Grievance Officer: The First Option

Every insurance company has a Grievance Redressal Officer (GRO) who can be approached if you are not satisfied with the claim amount or decision. You can approach the GRO either by visiting the branch office or via email, the latter being a convenient option in today’s digital age. Filing a complaint with GRO comes with no charges or fees.

According to the Insurance Regulatory and Development Authority of India (IRDAI) guidelines, the GRO is mandated to address your grievance within 15 days of receiving it. However, if you fail to receive a response within this timeframe or are dissatisfied with the resolution provided, you have the option to escalate the matter further by approaching the Grievance Redressal Cell of the Consumer Affairs Department of IRDAI, where steps can be taken to ensure your complaint is adequately addressed and resolved.
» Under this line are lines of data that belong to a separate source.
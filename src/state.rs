use axum::extract::ws::Message;
use std::{collections::HashMap, sync::Arc};
use tokio::sync::{broadcast, Mutex};

use crate::catalog::RoleCatalog;
use crate::engine::Engine;
use crate::models::config::RuleConfig;
use crate::models::game::{ChainReactionEvent, GameState};

#[derive(Clone)]
pub struct AppState {
    pub games: Arc<Mutex<HashMap<String, GameState>>>,
    pub channel: Arc<Mutex<HashMap<String, broadcast::Sender<Message>>>>,
    pub engine: Arc<Engine>,
}

impl AppState {
    pub fn new() -> Self {
        Self::with_rules(RuleConfig::from_env())
    }

    pub fn with_rules(rules: RuleConfig) -> Self {
        AppState {
            games: Arc::new(Mutex::new(HashMap::new())),
            channel: Arc::new(Mutex::new(HashMap::new())),
            engine: Arc::new(Engine::new(RoleCatalog::builtin(), rules)),
        }
    }

    pub async fn get_or_create_room_channel(&self, room_id: &str) -> broadcast::Sender<Message> {
        let mut channels = self.channel.lock().await;
        if let Some(channel) = channels.get(room_id) {
            channel.clone()
        } else {
            let (tx, _) = broadcast::channel(1000);
            channels.insert(room_id.to_string(), tx.clone());
            tx
        }
    }

    /// 状態が変わったことだけを通知する。本体は取得ルートで閲覧者ごとに
    /// フィルタして返す
    pub async fn broadcast_state_changed(&self, room_id: &str) {
        let tx = self.get_or_create_room_channel(room_id).await;

        let notification = serde_json::json!({
            "message_type": "state_changed",
            "room_id": room_id,
            "timestamp": chrono::Utc::now().to_rfc3339(),
        });

        if let Ok(message_text) = serde_json::to_string(&notification) {
            // 受信者がいない場合の送信失敗は無視してよい
            if let Err(e) = tx.send(Message::Text(message_text)) {
                log::debug!("No receivers for state change in room {}: {}", room_id, e);
            }
        }
    }

    /// 説書人クライアント向けに、保留になった連鎖イベントを知らせる
    pub async fn broadcast_chain_events(&self, room_id: &str, events: &[ChainReactionEvent]) {
        if events.is_empty() {
            return;
        }
        let tx = self.get_or_create_room_channel(room_id).await;

        let notification = serde_json::json!({
            "message_type": "chain_events",
            "room_id": room_id,
            "events": events,
            "timestamp": chrono::Utc::now().to_rfc3339(),
        });

        if let Ok(message_text) = serde_json::to_string(&notification) {
            if let Err(e) = tx.send(Message::Text(message_text)) {
                log::debug!("No receivers for chain events in room {}: {}", room_id, e);
            }
        }
    }
}

impl Default for AppState {
    fn default() -> Self {
        Self::new()
    }
}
Role of Insurance Ombudsman

The Insurance Ombudsman scheme, an initiative by the Government of India, serves as a beacon of hope for dissatisfied policyholders. With 22 offices across 17 cities, the ombudsman provides an alternative dispute resolution system, aiming for a fair, swift, and impartial resolution. This process is available to the insured, their legal heirs, nominees, or assignees under specific conditions.
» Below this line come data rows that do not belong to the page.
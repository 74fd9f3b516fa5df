use dotenvy::dotenv;
use std::sync::Once;

static INIT: Once = Once::new();

pub fn setup_test_env() {
    INIT.call_once(|| {
        dotenv().ok();
        // .env がない環境向けのデフォルト値
        if std::env::var("SERVER_PORT").is_err() {
            std::env::set_var("SERVER_PORT", "8080");
        }
        if std::env::var("CORS_ORIGIN").is_err() {
            std::env::set_var("CORS_ORIGIN", "http://localhost:3000");
        }
    });
}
You can approach the ombudsman only when your insurance company has rejected the claim or not resolved it to your satisfaction or has not responded to it at all for 30 days. Moreover, the quantum of loss payable under the insurance policy doesn’t exceed ₹50 lakh. Importantly, this process is entirely free of charge, ensuring accessibility to all policyholders seeking solutions to mediclaim disputes.

Consumer Disputes Redressal Commission: The Last Resort

For unresolved grievances, the Consumer Disputes Redressal Commission stands as the final bastion of justice. Despite its efficacy, the judicial route is often protracted, entailing prolonged legal battles and associated expenses. Hence, while the Commission offers a definitive verdict, it should be approached as thelast resort after exploring all other avenues. It is important for you to pay certain fees if you file a complaint with the Commission.
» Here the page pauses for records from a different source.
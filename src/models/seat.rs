use serde::{Deserialize, Serialize};

pub const VIRTUAL_PLAYER_MARKER: &str = "Bot";

/// 全員に見えるリマインダーの出所。役職由来のものは説書人専用
pub const PUBLIC_REMINDER_SOURCE: &str = "public";

#[derive(Debug, Clone, Copy, PartialEq, Eq, Serialize, Deserialize)]
#[serde(rename_all = "SCREAMING_SNAKE_CASE")]
pub enum SeatStatus {
    Poisoned,
    Drunk,
    Protected,
    Madness,
}

#[derive(Debug, Clone, PartialEq, Serialize, Deserialize)]
pub struct Reminder {
    pub id: String,
    pub text: String,
    pub source_role: String,
    pub seat_id: usize,
}

impl Reminder {
    pub fn new(seat_id: usize, text: impl Into<String>, source_role: impl Into<String>) -> Self {
        Reminder {
            id: uuid::Uuid::new_v4().to_string(),
            text: text.into(),
            source_role: source_role.into(),
            seat_id,
        }
    }
}

#[derive(Debug, Clone, PartialEq, Serialize, Deserialize)]
pub struct Seat {
    pub id: usize,
    pub user_id: Option<String>,
    pub user_name: String,
    pub is_virtual: bool,
    pub is_dead: bool,
    pub has_ghost_vote: bool,
    // real_role_id はルール判定の真実、seen_role_id はプレイヤーに見せる身分。
    // 酒鬼のような役職のみ両者が異なる
    pub real_role_id: Option<String>,
    pub seen_role_id: Option<String>,
    pub statuses: Vec<SeatStatus>,
    pub reminders: Vec<Reminder>,
    pub is_hand_raised: bool,
    pub vote_locked: bool,
    pub has_used_ability: bool,
    pub is_ready: bool,
}

impl Seat {
    pub fn vacant(id: usize) -> Self {
        Seat {
            id,
            user_id: None,
            user_name: format!("Seat {}", id + 1),
            is_virtual: false,
            is_dead: false,
            has_ghost_vote: true,
            real_role_id: None,
            seen_role_id: None,
            statuses: Vec::new(),
            reminders: Vec::new(),
            is_hand_raised: false,
            vote_locked: false,
            has_used_ability: false,
            is_ready: false,
        }
    }

    /// ユーザーまたは仮想プレイヤーが座っているか
    pub fn is_occupied(&self) -> bool {
        self.user_id.is_some() || self.is_virtual
    }

    pub fn is_alive_occupant(&self) -> bool {
        self.is_occupied() && !self.is_dead
    }

    /// 占有者情報を消す。座席行そのものは残る
    pub fn clear_occupant(&mut self) {
        self.user_id = None;
        self.user_name = format!("Seat {}", self.id + 1);
        self.is_virtual = false;
        self.is_ready = false;
    }

    /// プレイヤー固有の状態を初期値へ戻す（離席時など）
    pub fn reset_player_state(&mut self) {
        self.real_role_id = None;
        self.seen_role_id = None;
        self.statuses.clear();
        self.reminders.clear();
        self.is_hand_raised = false;
        self.vote_locked = false;
        self.has_used_ability = false;
        self.is_dead = false;
        self.has_ghost_vote = true;
    }

    pub fn seat_virtual_player(&mut self) {
        self.is_virtual = true;
        self.user_id = None;
        self.user_name = format!("{} {}", VIRTUAL_PLAYER_MARKER, self.id + 1);
    }
}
The Preferred Option: Insurance Ombudsman

The Insurance Ombudsman is considered the preferred option due to its expeditious process and non-binding recommendations. With most cases resolved within a week of hearing, the ombudsman offers a swift and cost-effective resolution mechanism, sparing individuals the ordeal of lengthy legal battles. If the ombudsman issues a directive for the insurance company to make the payment, the company has to comply with it. However, if there is dissatisfaction with the ombudsman’s decision, the insured has the option to approach the Consumer Disputes Redressal Commission .

While insurance companies serve as the first point of contact, escalation to the ombudsman or Consumer Disputes Redressal Commission becomes imperative for unresolved grievances. For justice and financial stability, informed decision-making and timely action are mandatory, ensuring that individuals receive the healthcare security they rightfully deserve.